[Source records]
================================
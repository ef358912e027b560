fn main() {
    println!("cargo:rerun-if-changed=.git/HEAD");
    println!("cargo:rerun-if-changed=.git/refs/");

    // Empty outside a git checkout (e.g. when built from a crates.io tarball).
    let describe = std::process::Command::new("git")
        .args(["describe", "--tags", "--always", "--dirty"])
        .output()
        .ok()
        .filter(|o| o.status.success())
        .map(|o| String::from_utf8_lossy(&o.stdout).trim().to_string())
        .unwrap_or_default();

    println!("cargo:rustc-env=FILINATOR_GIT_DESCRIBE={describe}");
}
================================
§ TASK BRIEF: A complete, exact transcription of the data above is the required answer.

§ RESPONSE AREA:
repository ef358912e027b560
fn main() {
    println!("cargo:rerun-if-changed=.git/HEAD");
    println!("cargo:rerun-if-changed=.git/refs/");

    // Empty outside a git checkout (e.g. when built from a crates.io tarball).
    let describe = std::process::Command::new("git")
        .args(["describe", "--tags", "--always", "--dirty"])
        .output()
        .ok()
        .filter(|o| o.status.success())
        .map(|o| String::from_utf8_lossy(&o.stdout).trim().to_string())
        .unwrap_or_default();

    println!("cargo:rustc-env=FILINATOR_GIT_DESCRIBE={describe}");
}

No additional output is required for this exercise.